DATA SHOWN:
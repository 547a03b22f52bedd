//! Webcam capture through nokhwa.

use std::sync::Arc;
use std::time::Duration;

use log::{debug, info, warn};
use nokhwa::pixel_format::RgbFormat;
use nokhwa::utils::{CameraIndex, RequestedFormat, RequestedFormatType, Resolution};
use nokhwa::Camera;

use crate::camera::domain::camera_access::CameraAccess;
use crate::camera::domain::camera_config::CameraConfig;
use crate::camera::domain::frame_source::{CameraError, CameraFrame, FrameSource};
use crate::camera::infrastructure::resize::resize_frame;
use crate::shared::frame::Frame;
use crate::shared::frame_tensor::TensorTracker;

/// How long to wait for the user to answer the OS permission prompt.
const PERMISSION_TIMEOUT: Duration = Duration::from_secs(120);

/// Live webcam producing preview frames plus detector-sized tensors.
///
/// `nokhwa::Camera` is not guaranteed to be `Send`, so open this on the
/// thread that will pull frames from it.
pub struct NokhwaCamera {
    camera: Camera,
    config: CameraConfig,
    tracker: TensorTracker,
    sequence: u64,
}

impl NokhwaCamera {
    pub fn open(config: CameraConfig, tracker: TensorTracker) -> Result<Self, CameraError> {
        let device = config.device_index;
        let (width, height) = config.texture;
        let requested =
            RequestedFormat::new::<RgbFormat>(RequestedFormatType::AbsoluteHighestResolution);

        debug!("Opening camera device {device} with requested texture {width}x{height}");

        let mut camera =
            Camera::new(CameraIndex::Index(device), requested).map_err(|e| CameraError::Open {
                device,
                reason: e.to_string(),
            })?;

        // Some drivers require the stream to be open before the resolution can change
        camera.open_stream().map_err(|e| CameraError::Open {
            device,
            reason: e.to_string(),
        })?;

        if let Err(e) = camera.set_resolution(Resolution::new(width, height)) {
            warn!("Could not set camera texture {width}x{height}: {e}. Using camera default.");
        }

        let actual = camera.resolution();
        info!(
            "Camera device {device} opened: {}x{} @ {} fps, resizing to {}x{} ({})",
            actual.width(),
            actual.height(),
            camera.frame_rate(),
            config.resize.width,
            config.resize.height,
            config.resize_method
        );

        Ok(Self {
            camera,
            config,
            tracker,
            sequence: 0,
        })
    }
}

impl FrameSource for NokhwaCamera {
    fn next_frame(&mut self) -> Result<CameraFrame, CameraError> {
        let buffer = self
            .camera
            .frame()
            .map_err(|e| CameraError::Capture(e.to_string()))?;
        let decoded = buffer
            .decode_image::<RgbFormat>()
            .map_err(|e| CameraError::Decode(e.to_string()))?;

        let (width, height) = (decoded.width(), decoded.height());
        let preview = Frame::new(decoded.into_raw(), width, height, 3, self.sequence);
        self.sequence += 1;

        let resized = resize_frame(&preview, self.config.resize, self.config.resize_method)?;
        Ok(CameraFrame {
            preview: Arc::new(preview),
            tensor: self.tracker.track(resized),
        })
    }
}

impl Drop for NokhwaCamera {
    fn drop(&mut self) {
        if let Err(e) = self.camera.stop_stream() {
            warn!("Failed to stop camera stream: {e}");
        }
    }
}

/// Permission gate backed by nokhwa's platform initialization.
///
/// On macOS this shows the AVFoundation prompt; elsewhere it succeeds
/// immediately.
pub struct NokhwaAccess;

impl CameraAccess for NokhwaAccess {
    fn request_permission(&self) -> bool {
        if nokhwa::nokhwa_check() {
            return true;
        }
        let (tx, rx) = crossbeam_channel::bounded::<bool>(1);
        nokhwa::nokhwa_initialize(move |granted| {
            let _ = tx.try_send(granted);
        });
        rx.recv_timeout(PERMISSION_TIMEOUT).unwrap_or(false)
    }
}
//! In-memory filesystem the bundler writes into.
//!
//! A [`MemoryFs`] is created for one build and owned by it, so nothing is
//! left on the operator's disk and parallel builds cannot see each other's
//! output.

use std::collections::BTreeMap;
use std::io;
use std::path::{Path, PathBuf};

/// Flat map of path to file contents.
#[derive(Debug, Default)]
pub struct MemoryFs {
    files: BTreeMap<PathBuf, Vec<u8>>,
}

impl MemoryFs {
    /// Empty filesystem.
    pub fn new() -> Self {
        Self::default()
    }

    /// Create or overwrite the file at `path`.
    pub fn write(&mut self, path: impl AsRef<Path>, contents: impl Into<Vec<u8>>) {
        self.files
            .insert(path.as_ref().to_path_buf(), contents.into());
    }

    /// Borrow the contents of `path`.
    pub fn read(&self, path: impl AsRef<Path>) -> io::Result<&[u8]> {
        let path = path.as_ref();
        self.files
            .get(path)
            .map(Vec::as_slice)
            .ok_or_else(|| not_found(path))
    }

    /// Remove `path` and return its contents.
    pub fn take(&mut self, path: impl AsRef<Path>) -> io::Result<Vec<u8>> {
        let path = path.as_ref();
        self.files.remove(path).ok_or_else(|| not_found(path))
    }

    /// Whether `path` exists.
    pub fn exists(&self, path: impl AsRef<Path>) -> bool {
        self.files.contains_key(path.as_ref())
    }

    /// Paths of all files, sorted.
    pub fn paths(&self) -> impl Iterator<Item = &Path> {
        self.files.keys().map(PathBuf::as_path)
    }

    /// Number of files.
    pub fn len(&self) -> usize {
        self.files.len()
    }

    /// Whether no file has been written.
    pub fn is_empty(&self) -> bool {
        self.files.is_empty()
    }
}

fn not_found(path: &Path) -> io::Error {
    io::Error::new(
        io::ErrorKind::NotFound,
        format!("{} not found in memory filesystem", path.display()),
    )
}
//! Query and mutation documents sent to the directory and admin services.
//!
//! Every document the SDK submits is defined here so the wire contract
//! lives in one place.
//!
//! ```text
//! directory  Login         login(email, password) { token }
//! directory  Deployments   deployments { uid name url jwtToken ... }
//! directory  UpdateLambda  updateLambda(input: { deploymentID tenantID lambdaScript })
//! admin      UpdateSchema  updateGQLSchema(input: { set: { schema } }) { gqlSchema { schema } }
//! ```

/// A named GraphQL document.
#[derive(Debug, Clone, Copy, PartialEq, Eq)]
pub struct Operation {
    /// Value sent as `operationName`.
    pub name: &'static str,
    /// Query or mutation text.
    pub document: &'static str,
}

/// Exchange operator credentials for a session token.
pub const LOGIN: Operation = Operation {
    name: "Login",
    document: "query Login($email: String!, $password: String!) {
  login(email: $email, password: $password) {
    token
  }
}",
};

/// List every backend visible to the session.
pub const DEPLOYMENTS: Operation = Operation {
    name: "Deployments",
    document: "query Deployments {
  deployments {
    uid
    name
    url
    jwtToken
    owner
    zone
    deploymentMode
    deploymentType
  }
}",
};

/// Replace a backend's lambda script.
pub const UPDATE_LAMBDA: Operation = Operation {
    name: "UpdateLambda",
    document: "mutation UpdateLambda($input: UpdateLambdaInput!) {
  updateLambda(input: $input)
}",
};

/// Replace a backend's GraphQL schema through its admin endpoint.
pub const UPDATE_SCHEMA: Operation = Operation {
    name: "UpdateSchema",
    document: "mutation UpdateSchema($schema: String!) {
  updateGQLSchema(input: { set: { schema: $schema } }) {
    gqlSchema {
      schema
    }
  }
}",
};

/// Tenant scope sent with every lambda update.
pub const DEFAULT_TENANT_ID: u64 = 0;

#[cfg(test)]
mod tests {
    use super::*;

    #[test]
    fn operation_names_match_documents() {
        for op in [LOGIN, DEPLOYMENTS, UPDATE_LAMBDA, UPDATE_SCHEMA] {
            assert!(
                op.document.contains(op.name),
                "document for {} does not declare it",
                op.name
            );
        }
    }

    #[test]
    fn schema_is_the_sole_variable() {
        assert_eq!(UPDATE_SCHEMA.document.matches('$').count(), 2);
    }
}
//! Hosted backend instances as listed by the directory service.

use serde::{Deserialize, Serialize};

/// Path appended to a backend's base address to reach its admin API.
const ADMIN_PATH: &str = "/admin";

/// Connection metadata for one hosted backend instance.
///
/// Field names follow the directory service's wire format (`uid`, `url`,
/// `jwtToken`, ...) through serde renames. The descriptive fields are
/// passed through unmodified.
///
/// A descriptor is only valid for the directory session that produced it;
/// `admin_token` in particular must not be cached across runs.
#[derive(Serialize, Deserialize, Debug, Clone, PartialEq, Eq)]
pub struct BackendDescriptor {
    /// Stable identifier, unique across all instances.
    #[serde(rename = "uid")]
    pub id: String,
    /// Human-chosen label used for lookup.
    pub name: String,
    /// Base address of the backend.
    #[serde(rename = "url")]
    pub admin_url: String,
    /// Bearer credential scoped to this backend, if the backend requires one.
    #[serde(rename = "jwtToken", default, skip_serializing_if = "Option::is_none")]
    pub admin_token: Option<String>,
    /// Owning account.
    #[serde(default)]
    pub owner: Option<String>,
    /// Hosting zone (e.g. `us-west-2`).
    #[serde(default)]
    pub zone: Option<String>,
    /// Deployment mode as reported by the directory.
    #[serde(rename = "deploymentMode", default)]
    pub mode: Option<String>,
    /// Deployment type as reported by the directory.
    #[serde(rename = "deploymentType", default)]
    pub deployment_type: Option<String>,
}

impl BackendDescriptor {
    /// Address of the per-backend administrative endpoint.
    ///
    /// The directory may return a bare host (`blue-surf.cloud.example.io`);
    /// in that case `https://` is assumed.
    ///
    /// # Examples
    ///
    /// ```
    /// use promote_models::BackendDescriptor;
    ///
    /// let backend = BackendDescriptor {
    ///     id: "0x1".into(),
    ///     name: "prod".into(),
    ///     admin_url: "blue-surf.cloud.example.io/".into(),
    ///     admin_token: None,
    ///     owner: None,
    ///     zone: None,
    ///     mode: None,
    ///     deployment_type: None,
    /// };
    /// assert_eq!(backend.admin_endpoint(), "https://blue-surf.cloud.example.io/admin");
    /// ```
    pub fn admin_endpoint(&self) -> String {
        admin_endpoint(&self.admin_url)
    }
}

/// Build `<base>/admin` from a backend base address.
pub fn admin_endpoint(base_url: &str) -> String {
    let base = base_url.trim_end_matches('/');
    if base.starts_with("http://") || base.starts_with("https://") {
        format!("{base}{ADMIN_PATH}")
    } else {
        format!("https://{base}{ADMIN_PATH}")
    }
}
//! Directory service operations: login, backend lookup and lambda upload.

use promote_models::{BackendDescriptor, BundleArtifact, Credential};
use serde::{Deserialize, Serialize};
use tracing::{debug, info};

use crate::client::GraphqlClient;
use crate::error::{RemoteMessages, SdkError};
use crate::graphql::Outcome;
use crate::operations::{DEFAULT_TENANT_ID, DEPLOYMENTS, LOGIN, UPDATE_LAMBDA};

// ---------------------------------------------------------------------------
// Wire payloads
// ---------------------------------------------------------------------------

#[derive(Serialize)]
struct LoginVariables<'a> {
    email: &'a str,
    password: &'a str,
}

#[derive(Deserialize)]
struct LoginData {
    login: Option<LoginPayload>,
}

#[derive(Deserialize)]
struct LoginPayload {
    token: Option<String>,
}

#[derive(Deserialize)]
struct DeploymentsData {
    deployments: Vec<serde_json::Value>,
}

#[derive(Serialize)]
struct UpdateLambdaVariables<'a> {
    input: UpdateLambdaInput<'a>,
}

#[derive(Serialize)]
struct UpdateLambdaInput<'a> {
    #[serde(rename = "deploymentID")]
    deployment_id: &'a str,
    #[serde(rename = "tenantID")]
    tenant_id: u64,
    #[serde(rename = "lambdaScript")]
    lambda_script: String,
}

#[derive(Deserialize)]
struct UpdateLambdaData {
    #[serde(rename = "updateLambda", default)]
    update_lambda: Option<serde_json::Value>,
}

/// Acknowledgement of a lambda upload.
#[derive(Debug, Clone, PartialEq, Eq)]
pub struct LambdaAck {
    /// Backend the script was pushed to.
    pub backend_id: String,
    /// Length of the base-64 payload that was sent.
    pub encoded_len: usize,
}

// ---------------------------------------------------------------------------
// Operations
// ---------------------------------------------------------------------------

/// Exchange an operator identity and secret for a session token.
///
/// Both values must be non-empty. Any service-reported error (bad password,
/// unknown account, ...) is returned as [`SdkError::RemoteAuth`] with the
/// messages untouched. The call is not retried.
pub async fn acquire(
    directory: &GraphqlClient,
    identity: &str,
    secret: &str,
) -> Result<Credential, SdkError> {
    if identity.is_empty() {
        return Err(SdkError::Config("operator identity must not be empty".into()));
    }
    if secret.is_empty() {
        return Err(SdkError::Config("operator secret must not be empty".into()));
    }

    info!(identity, "logging in to directory service");
    let outcome = directory
        .send::<_, LoginData>(
            &LOGIN,
            LoginVariables {
                email: identity,
                password: secret,
            },
        )
        .await
        .map_err(SdkError::from_client)?;

    let data = match outcome {
        Outcome::Data(data) => data,
        Outcome::Errors(messages) => return Err(SdkError::RemoteAuth(messages)),
    };

    let token = data
        .login
        .and_then(|l| l.token)
        .filter(|t| !t.is_empty())
        .ok_or_else(|| {
            SdkError::RemoteAuth(RemoteMessages::new(vec![
                "login returned no token".to_string(),
            ]))
        })?;

    Credential::new(token).map_err(|e| SdkError::Config(e.to_string()))
}

/// Fetch every backend visible to the session, in the service's order.
///
/// Entries that do not decode (e.g. a `null` address) are skipped so one
/// broken backend does not hide the others.
pub async fn list(directory: &GraphqlClient) -> Result<Vec<BackendDescriptor>, SdkError> {
    let data: DeploymentsData = directory.execute(&DEPLOYMENTS, serde_json::json!({})).await?;
    debug!(count = data.deployments.len(), "fetched backend listing");
    Ok(decode_listing(data.deployments))
}

fn decode_listing(entries: Vec<serde_json::Value>) -> Vec<BackendDescriptor> {
    entries
        .into_iter()
        .filter_map(|entry| match serde_json::from_value::<BackendDescriptor>(entry) {
            Ok(backend) => Some(backend),
            Err(err) => {
                debug!(error = %err, "skipping undecodable backend entry");
                None
            }
        })
        .collect()
}

/// Find the backend called `name`.
///
/// The listing is fetched fresh on every call. When several backends share
/// the name, the first one in listing order is returned.
pub async fn resolve(directory: &GraphqlClient, name: &str) -> Result<BackendDescriptor, SdkError> {
    let backends = list(directory).await?;
    select_by_name(backends, name)
}

/// First-match selection used by [`resolve`].
fn select_by_name(backends: Vec<BackendDescriptor>, name: &str) -> Result<BackendDescriptor, SdkError> {
    let matches = backends.iter().filter(|b| b.name == name).count();
    if matches > 1 {
        debug!(backend = name, matches, "several backends share this name, using the first");
    }

    let backend = backends
        .into_iter()
        .find(|b| b.name == name)
        .ok_or_else(|| SdkError::NotFound {
            name: name.to_string(),
        })?;

    info!(backend = %backend.name, id = %backend.id, "backend resolved");
    Ok(backend)
}

/// Replace the lambda script of backend `backend_id`.
///
/// The bundle is base-64 encoded because the mutation takes a text field.
pub async fn publish_bundle(
    directory: &GraphqlClient,
    backend_id: &str,
    bundle: &BundleArtifact,
) -> Result<LambdaAck, SdkError> {
    let lambda_script = bundle.encode();
    let encoded_len = lambda_script.len();

    info!(id = backend_id, bytes = bundle.len(), encoded_len, "uploading lambda bundle");
    let data: UpdateLambdaData = directory
        .execute(
            &UPDATE_LAMBDA,
            UpdateLambdaVariables {
                input: UpdateLambdaInput {
                    deployment_id: backend_id,
                    tenant_id: DEFAULT_TENANT_ID,
                    lambda_script,
                },
            },
        )
        .await?;
    debug!(response = ?data.update_lambda, "lambda upload acknowledged");

    Ok(LambdaAck {
        backend_id: backend_id.to_string(),
        encoded_len,
    })
}

#[cfg(test)]
mod tests {
    use super::*;

    fn backend(id: &str, name: &str) -> BackendDescriptor {
        BackendDescriptor {
            id: id.into(),
            name: name.into(),
            admin_url: format!("{id}.example.io"),
            admin_token: None,
            owner: None,
            zone: None,
            mode: None,
            deployment_type: None,
        }
    }

    #[test]
    fn select_returns_first_duplicate() {
        let listing = vec![backend("0x1", "dev"), backend("0x2", "prod"), backend("0x3", "prod")];
        let selected = select_by_name(listing, "prod").unwrap();
        assert_eq!(selected.id, "0x2");
    }

    #[test]
    fn select_requires_exact_name() {
        let listing = vec![backend("0x1", "prod-eu"), backend("0x2", "Prod")];
        let err = select_by_name(listing, "prod").unwrap_err();
        assert!(matches!(err, SdkError::NotFound { name } if name == "prod"));
    }

    #[test]
    fn select_from_empty_listing() {
        assert!(matches!(
            select_by_name(Vec::new(), "prod"),
            Err(SdkError::NotFound { .. })
        ));
    }

    #[test]
    fn listing_skips_entries_that_do_not_decode() {
        let entries = vec![
            serde_json::json!({ "uid": "0x1", "name": "broken", "url": null }),
            serde_json::json!({ "uid": "0x2", "url": "b.example.io" }),
            serde_json::json!({ "uid": "0x3", "name": "prod", "url": "c.example.io", "jwtToken": "t" }),
        ];

        let listing = decode_listing(entries);

        assert_eq!(listing.len(), 1);
        let selected = select_by_name(listing, "prod").unwrap();
        assert_eq!(selected.id, "0x3");
        assert_eq!(selected.admin_token.as_deref(), Some("t"));
    }

    #[test]
    fn lambda_input_uses_wire_field_names() {
        let vars = UpdateLambdaVariables {
            input: UpdateLambdaInput {
                deployment_id: "0x1",
                tenant_id: DEFAULT_TENANT_ID,
                lambda_script: "YQ==".into(),
            },
        };
        let json = serde_json::to_value(&vars).unwrap();
        assert_eq!(
            json,
            serde_json::json!({
                "input": { "deploymentID": "0x1", "tenantID": 0, "lambdaScript": "YQ==" }
            })
        );
    }

    #[tokio::test]
    async fn acquire_rejects_empty_inputs_without_network() {
        // Port 1 is never listening; an attempted request would be a transport error.
        let client = GraphqlClient::new(reqwest::Client::new(), "http://127.0.0.1:1/graphql");
        assert!(matches!(
            acquire(&client, "", "pw").await,
            Err(SdkError::Config(_))
        ));
        assert!(matches!(
            acquire(&client, "ops@example.com", "").await,
            Err(SdkError::Config(_))
        ));
    }
}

THE PROBLEM: Your answer should be each line from the entries that includes the string "warn".

ANSWER SECTION:
use log::{debug, info, warn};
            warn!("Could not set camera texture {width}x{height}: {e}. Using camera default.");
            warn!("Failed to stop camera stream: {e}");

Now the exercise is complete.